For the computing of the SPI the method described by McKee et al. (1993) was utilized by means of the computer program SPI SL.exe of free source code (NDMC, 2017). With this software, the SPI for the 17 climatic stations of the watershed was computed to a temporal scale of 12 months. According to the World Meteorological Organization (OMM) the 12 and 24 months computations of the SPI reflects the long-term precipitation patterns allowing detecting clearly the dry spells. For instance, the temporal scale of 12 months represent the cumulated rainfall behavior for the month of interest and during the 11 months before that (Ortega, 2012). Given that these temporal scales are the cumulated result of shorter periods that may be above or below the normal, the SPI to longer periods tend to be around cero unless that there is a wet or dry characteristic trend. The three months SPI is related to soil water content and the 6, 12 and 24 SPI periods are related to runoff, basins water level and moreover, with subsurface water levels to longer time scales (OMM, 2012). The SPI indexing was computed according the OMM classification shown in Table 2.

Table 2 Classification of SPI values. 

Valor del SPI Categories
≥ 2.0 Extremely wet
1.50 a 1.99 Severely wet
1.0 a 1.49 Moderately wet
-0.99 a 0.99 Near normal
-1.0 a -1.49 Moderately dry
-1.5 a -1.99 Severely dry
≤ -2 Extremely dry

SPI series variability

For determining the co-variability of wet and dry spells within the watershed, a correlation analysis was performed (p<0.01) with a principal components analysis (PCA) for the 17 SPI series of 12 months; a common period between climatic stations was considered from 1980 through 2008 (29 years). This analysis allowed to determine the common variability among climatic stations and to integrate a regional SPI, which was obtained averaging the SPI values of the analyzed climatic stations in chronological order.

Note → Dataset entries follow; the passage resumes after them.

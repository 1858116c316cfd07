//! Field-level snapshot diffing.

use quarry_core::{ActorId, EntityId, WorkspaceId};
use serde_json::{Map, Value};

use crate::category::EventCategory;
use crate::event::ChangeEvent;

/// Compare a prior snapshot against a proposed one and produce the change
/// events for the mutation.
///
/// - A missing prior snapshot means the entity was just created: exactly one
///   `created` event is produced, with no field detail.
/// - Otherwise one `updated` event is produced per key of `proposed` that is
///   also present in `prior` with a different value. Keys absent from
///   `prior` are silently skipped: only fields the caller explicitly
///   tracked in the prior snapshot are diffable.
/// - Values are compared whole. Nested values are opaque; there is no
///   structural diffing.
///
/// This is a pure function: no I/O, deterministic, and the returned
/// iterator is lazy with at most `proposed.len()` items.
pub fn diff<'a>(
    category: EventCategory,
    entity_id: EntityId,
    prior: Option<&'a Map<String, Value>>,
    proposed: &'a Map<String, Value>,
    actor_id: ActorId,
    workspace_id: WorkspaceId,
    origin: Option<&'a str>,
) -> impl Iterator<Item = ChangeEvent> + 'a {
    let created = prior.is_none().then(|| {
        ChangeEvent::created(
            category,
            entity_id,
            actor_id,
            workspace_id,
            origin.map(str::to_owned),
        )
    });

    let updates = prior.into_iter().flat_map(move |prior| {
        proposed.iter().filter_map(move |(field, proposed_value)| {
            let prior_value = prior.get(field)?;
            (prior_value != proposed_value).then(|| {
                ChangeEvent::updated(
                    category,
                    entity_id,
                    field.clone(),
                    prior_value.clone(),
                    proposed_value.clone(),
                    actor_id,
                    workspace_id,
                    origin.map(str::to_owned),
                )
            })
        })
    });

    created.into_iter().chain(updates)
}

ENSO influence on the SPI variability

For analyzing the influence of the ENSO phenomenon on the climatic variability in the upper watershed of the Nazas River, the regional SPI (1922 - 2016) was related to the El Niño 3.4 index reconstructed from 2, 222 tree ring chronologies worldwide (Li et al., 2013). For this, annual resolution graphics were utilized and their potential spectra of wavelets using the MATLAB 6.5 software (MathWorks, 2002).

Results and discussion

Rainfall variability in the watershed

The average annual precipitation in the Nazas river watershed ranges from 350 through 900 mm/year (Figure 2). The climatic stations with the higher regimes belongs to the climatic stations El Tarahumar (8) located at 2435 (masl), Navios Viejos (9) located at 2492 (masl) and Los Altares (14) which belongs to the west part of the watershed within the additional area considered. Generally, the mean annual rainfall within the climatic stations decreases with the distance from the Pacific Ocean towards the Mexican plateau which can be demonstrated in the climatic stations of El Palmito (3), General Escobedo (16) and Indé (17) which are located in the lowest areas within the study region with the lowest rainfall values within the watershed (Figure 2).

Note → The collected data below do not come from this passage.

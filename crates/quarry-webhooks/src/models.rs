//! Domain models for webhook subscriptions and delivery records.

use chrono::{DateTime, Utc};
use quarry_core::{WebhookId, WorkspaceId};
use quarry_events::EventCategory;
use serde::{Deserialize, Serialize};
use serde_json::Value;

/// A webhook subscription owned by a workspace.
///
/// A subscription receives events only for categories whose flag is set and
/// only while `is_active` is true. Within this subsystem the active flag is
/// only ever flipped to false, by the retry exhaustion policy; re-activation
/// is an administrative act elsewhere.
#[derive(Debug, Clone, Serialize, Deserialize)]
pub struct WebhookSubscription {
    pub id: WebhookId,
    pub workspace_id: WorkspaceId,
    /// Destination URL as configured. Gated through the destination policy
    /// on every attempt.
    pub url: String,
    /// Signing key. Absence disables signing.
    pub secret: Option<String>,
    pub is_active: bool,
    pub project: bool,
    pub issue: bool,
    pub cycle: bool,
    pub module: bool,
    pub issue_comment: bool,
}

impl WebhookSubscription {
    /// A new active subscription with all category flags off.
    #[must_use]
    pub fn new(workspace_id: WorkspaceId, url: impl Into<String>) -> Self {
        Self {
            id: WebhookId::new(),
            workspace_id,
            url: url.into(),
            secret: None,
            is_active: true,
            project: false,
            issue: false,
            cycle: false,
            module: false,
            issue_comment: false,
        }
    }

    /// Set the signing secret.
    #[must_use]
    pub fn with_secret(mut self, secret: impl Into<String>) -> Self {
        self.secret = Some(secret.into());
        self
    }

    /// Enable delivery for a category. Sub-entity categories set their
    /// parent's flag.
    #[must_use]
    pub fn watch(mut self, category: EventCategory) -> Self {
        match category.routing_flag() {
            EventCategory::Project => self.project = true,
            EventCategory::Issue => self.issue = true,
            EventCategory::Cycle => self.cycle = true,
            EventCategory::Module => self.module = true,
            EventCategory::IssueComment => self.issue_comment = true,
            // routing_flag never returns a sub-entity category
            EventCategory::ModuleIssue | EventCategory::CycleIssue => {}
        }
        self
    }

    /// Whether this subscription's flags cover a category.
    ///
    /// Does not consider `is_active`; the registry filters on that.
    #[must_use]
    pub fn watches(&self, category: EventCategory) -> bool {
        match category.routing_flag() {
            EventCategory::Project => self.project,
            EventCategory::Issue => self.issue,
            EventCategory::Cycle => self.cycle,
            EventCategory::Module => self.module,
            EventCategory::IssueComment => self.issue_comment,
            EventCategory::ModuleIssue | EventCategory::CycleIssue => false,
        }
    }
}

/// One delivery attempt, as appended to the delivery log.
///
/// Append-only: retries create new records, never updates. The full
/// outbound request is kept as an auditable blob; `response_*` fields are
/// set when any HTTP response was received, `error` carries the failure
/// detail when none was.
#[derive(Debug, Clone, Serialize, Deserialize)]
pub struct DeliveryAttempt {
    pub workspace_id: WorkspaceId,
    pub webhook_id: WebhookId,
    pub event_category: EventCategory,
    pub request_method: String,
    pub request_headers: Value,
    /// The exact bytes that were transmitted (and signed).
    pub request_body: String,
    pub response_status: Option<u16>,
    pub response_headers: Option<Value>,
    pub response_body: Option<String>,
    pub error: Option<String>,
    /// Cumulative retry count at the time of this attempt (0 for the
    /// initial attempt).
    pub retry_count: u32,
    pub created_at: DateTime<Utc>,
}

#[cfg(test)]
mod tests {
    use super::*;

    fn subscription() -> WebhookSubscription {
        WebhookSubscription::new(WorkspaceId::new(), "http://localhost:9000/hook")
    }

    #[test]
    fn test_new_subscription_watches_nothing() {
        let sub = subscription();
        assert!(sub.is_active);
        for category in [
            EventCategory::Project,
            EventCategory::Issue,
            EventCategory::Cycle,
            EventCategory::Module,
            EventCategory::IssueComment,
        ] {
            assert!(!sub.watches(category));
        }
    }

    #[test]
    fn test_watch_sets_single_flag() {
        let sub = subscription().watch(EventCategory::Issue);
        assert!(sub.watches(EventCategory::Issue));
        assert!(!sub.watches(EventCategory::Project));
        assert!(!sub.watches(EventCategory::Module));
    }

    #[test]
    fn test_sub_entity_categories_route_via_parent_flag() {
        let sub = subscription().watch(EventCategory::Module);
        assert!(sub.watches(EventCategory::ModuleIssue));
        assert!(!sub.watches(EventCategory::CycleIssue));

        let sub = subscription().watch(EventCategory::Cycle);
        assert!(sub.watches(EventCategory::CycleIssue));
        assert!(!sub.watches(EventCategory::ModuleIssue));
    }

    #[test]
    fn test_watch_accepts_sub_entity_category() {
        // Watching module_issue is the same as watching module.
        let sub = subscription().watch(EventCategory::ModuleIssue);
        assert!(sub.module);
        assert!(sub.watches(EventCategory::Module));
    }

    #[test]
    fn test_with_secret() {
        let sub = subscription().with_secret("whsec_123");
        assert_eq!(sub.secret.as_deref(), Some("whsec_123"));
    }
}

Figure 2 Annual average precipitation in the upper watershed of the Nazas river (left) and schematization of the spatial distribution of the stations and their altitudinal gradient (right). 

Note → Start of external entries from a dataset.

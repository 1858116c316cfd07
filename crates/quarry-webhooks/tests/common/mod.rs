//! Common test utilities for quarry-webhooks integration tests.
//!
//! Provides mock servers, capture responders and a wired-up service
//! harness for verifying delivery behavior without a real database.

#![allow(dead_code)]

use std::collections::HashMap;
use std::sync::atomic::{AtomicU32, Ordering};
use std::sync::{Arc, Mutex};
use std::time::Duration;

use quarry_core::{ActorId, EntityId, WebhookId, WorkspaceId};
use quarry_events::{ChangeEvent, EventCategory};
use quarry_webhooks::store::memory::{
    InMemoryDeliveryLog, InMemorySnapshotProvider, InMemorySubscriptionRegistry, RecordingNotifier,
};
use quarry_webhooks::store::SubscriptionRegistry;
use quarry_webhooks::{WebhookConfig, WebhookService, WebhookSubscription};
use serde_json::json;
use wiremock::{Request, Respond, ResponseTemplate};

pub const SECRET_1: &str = "whsec_test_secret_key_12345";

// ---------------------------------------------------------------------------
// Service harness
// ---------------------------------------------------------------------------

/// A webhook service wired to in-memory collaborators, with fast retry
/// timing for tests.
pub struct Harness {
    pub service: WebhookService,
    pub snapshots: Arc<InMemorySnapshotProvider>,
    pub registry: Arc<InMemorySubscriptionRegistry>,
    pub log: Arc<InMemoryDeliveryLog>,
    pub notifier: Arc<RecordingNotifier>,
    pub workspace: WorkspaceId,
}

impl Harness {
    pub fn start(config: WebhookConfig) -> Self {
        let snapshots = Arc::new(InMemorySnapshotProvider::new());
        let registry = Arc::new(InMemorySubscriptionRegistry::new());
        let log = Arc::new(InMemoryDeliveryLog::new());
        let notifier = RecordingNotifier::new();

        let service = WebhookService::start(
            config,
            snapshots.clone(),
            registry.clone(),
            log.clone(),
            notifier.clone(),
        )
        .expect("service should start");

        Self {
            service,
            snapshots,
            registry,
            log,
            notifier,
            workspace: WorkspaceId::new(),
        }
    }

    /// Default harness: mock servers bind to 127.0.0.1, which is on the
    /// default allow-list; retries are effectively instant.
    pub fn start_default() -> Self {
        Self::start(fast_config())
    }

    pub async fn subscribe(&self, subscription: WebhookSubscription) {
        self.registry.insert(subscription).await;
    }

    /// Poll until the delivery log holds at least `n` attempts.
    pub async fn wait_for_attempts(&self, n: usize, timeout: Duration) {
        let deadline = tokio::time::Instant::now() + timeout;
        while self.log.len().await < n {
            if tokio::time::Instant::now() >= deadline {
                panic!(
                    "expected {n} delivery attempts within {timeout:?}, got {}",
                    self.log.len().await
                );
            }
            tokio::time::sleep(Duration::from_millis(10)).await;
        }
    }

    /// Poll until a subscription has been deactivated.
    pub async fn wait_for_inactive(&self, webhook_id: WebhookId, timeout: Duration) {
        let deadline = tokio::time::Instant::now() + timeout;
        loop {
            let active = self
                .registry
                .get(webhook_id)
                .await
                .unwrap()
                .map(|sub| sub.is_active)
                .unwrap_or(false);
            if !active {
                return;
            }
            if tokio::time::Instant::now() >= deadline {
                panic!("subscription still active after {timeout:?}");
            }
            tokio::time::sleep(Duration::from_millis(10)).await;
        }
    }
}

/// Default config with millisecond-scale retry timing.
pub fn fast_config() -> WebhookConfig {
    WebhookConfig::default()
        .with_backoff_base(Duration::from_millis(10))
        .with_jitter_cap(Duration::ZERO)
        .with_request_timeout(Duration::from_secs(5))
}

pub fn issue_subscription(workspace: WorkspaceId, url: &str) -> WebhookSubscription {
    WebhookSubscription::new(workspace, url).watch(EventCategory::Issue)
}

pub fn issue_created(workspace: WorkspaceId) -> ChangeEvent {
    ChangeEvent::created(
        EventCategory::Issue,
        EntityId::new(),
        ActorId::new(),
        workspace,
        Some("https://app.example.com".to_string()),
    )
}

pub fn issue_updated(workspace: WorkspaceId, entity: EntityId, actor: ActorId) -> ChangeEvent {
    ChangeEvent::updated(
        EventCategory::Issue,
        entity,
        "state".to_string(),
        json!("open"),
        json!("closed"),
        actor,
        workspace,
        Some("https://app.example.com".to_string()),
    )
}

/// A URL that refuses connections: bind an ephemeral port, then free it.
pub fn refused_url() -> String {
    let listener = std::net::TcpListener::bind("127.0.0.1:0").expect("bind ephemeral port");
    let addr = listener.local_addr().expect("local addr");
    drop(listener);
    format!("http://{addr}/hook")
}

// ---------------------------------------------------------------------------
// CapturedRequest - for inspecting webhook requests
// ---------------------------------------------------------------------------

/// A captured HTTP request with body and headers.
#[derive(Debug, Clone)]
pub struct CapturedRequest {
    pub body: Vec<u8>,
    pub headers: HashMap<String, String>,
}

impl CapturedRequest {
    /// Parse the body as JSON.
    pub fn body_json(&self) -> serde_json::Value {
        serde_json::from_slice(&self.body).expect("request body should be JSON")
    }

    /// Get a header value by name (case-insensitive).
    pub fn header(&self, name: &str) -> Option<&str> {
        let name_lower = name.to_lowercase();
        self.headers
            .iter()
            .find(|(k, _)| k.to_lowercase() == name_lower)
            .map(|(_, v)| v.as_str())
    }
}

// ---------------------------------------------------------------------------
// CaptureResponder - captures requests and responds with a fixed status
// ---------------------------------------------------------------------------

/// A wiremock responder that captures incoming requests.
#[derive(Clone)]
pub struct CaptureResponder {
    requests: Arc<Mutex<Vec<CapturedRequest>>>,
    response_code: u16,
}

impl CaptureResponder {
    /// Create a new capture responder that returns 200 OK.
    pub fn new() -> Self {
        Self::with_status(200)
    }

    /// Create a capture responder that returns a custom status code.
    pub fn with_status(status: u16) -> Self {
        Self {
            requests: Arc::new(Mutex::new(Vec::new())),
            response_code: status,
        }
    }

    /// Get all captured requests.
    pub fn requests(&self) -> Vec<CapturedRequest> {
        self.requests.lock().unwrap().clone()
    }

    /// Get the number of captured requests.
    pub fn request_count(&self) -> usize {
        self.requests.lock().unwrap().len()
    }
}

impl Default for CaptureResponder {
    fn default() -> Self {
        Self::new()
    }
}

impl Respond for CaptureResponder {
    fn respond(&self, request: &Request) -> ResponseTemplate {
        let captured = CapturedRequest {
            body: request.body.clone(),
            headers: request
                .headers
                .iter()
                .map(|(k, v)| (k.to_string(), v.to_str().unwrap_or("").to_string()))
                .collect(),
        };
        self.requests.lock().unwrap().push(captured);
        ResponseTemplate::new(self.response_code)
    }
}

// ---------------------------------------------------------------------------
// CountingResponder - counts requests
// ---------------------------------------------------------------------------

/// A wiremock responder that counts incoming requests.
#[derive(Clone)]
pub struct CountingResponder {
    count: Arc<AtomicU32>,
    response_code: u16,
}

impl CountingResponder {
    /// Create a counting responder with a custom status code.
    pub fn with_status(status: u16) -> Self {
        Self {
            count: Arc::new(AtomicU32::new(0)),
            response_code: status,
        }
    }

    /// Get the current request count.
    pub fn count(&self) -> u32 {
        self.count.load(Ordering::SeqCst)
    }
}

impl Respond for CountingResponder {
    fn respond(&self, _request: &Request) -> ResponseTemplate {
        self.count.fetch_add(1, Ordering::SeqCst);
        ResponseTemplate::new(self.response_code)
    }
}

These results highlights a regular diminishing of rainfall from the upper part of the watershed down to the lower part and agrees with Descroix, González and Estrada (2004), that mention that there exist a clear opposition with respect to rainfall variability between the east part of the watershed (the majority of the climatic stations) and west (climatic stations 8, 9 and 14) from the SMO; the west part clearly beneficiate of a greater rainfall presenting a higher spatial variability; this can be appreciated in the climatic station El Tarahumar (8) which present extreme events (Figure 3) as a consequence of a highly rough topography.

Figure 3 Box diagram of the average annual precipitation for each climatic station. The values corresponding to the median are indicated with a horizontal line in black color at the center, standard deviations with horizontal lines at the ends and crosses indicate extreme or anomalistic values. 

Always it is confuse to look for local factors to explain the spatial variability of rainfall patterns. Nevertheless, the first look with respect to the rainfall pattern of Figure 2 allows appreciating the impact of altitude and the distance to the ocean on rainfall amounts as Descroix et al. (2004) and Velasquez et al. (2013) pointed out. In fact, this situation is more evident for the east part of the watershed, meanwhile for the pacific realm the evolution is more complex because the altitude increases with the distance to the ocean making that both factors being in opposition (Descroix et al., 2004).

Standardized precipitation index

The SPI was generated for a 12 months temporal scale for the 17 climatological stations (Figure 4). The Santiago Papasquiaro (1) and Guanacevi (2) stations have the longest database from 1922 through 2016. Both stations shows the same trend of moderate drought events for the period of 1920 - 1940. The Palmito station (3) whose operation dates back to 1942 represents the third data series with longer information (1941 - 2016). The fist severe drought according the SPI (Table 2) it was recorded in the 1950’s and it is evident in the three stations (Figure 4). The station 2 it is located in the upper part of the watershed (2181 masl), the station No. 1 it is located in the middle part (1822 masl) and the station 3 in the lower part of the watershed (1545 (masl) from where it may be inferred that the impact of that drought affected all the study area. The station 3 in the lower part of the watershed had the lowest SPI value (-3.21) for the year 1953 (Figure 4).

Figure 4 SPI series on a 12 month scale indicating the droughts registered in the climatic stations of the upper watershed of the Nazas River. The shaded area in light gray denotes droughts and in dark gray color wet periods. The vertical bars in gray color show the synchrony of drought events. 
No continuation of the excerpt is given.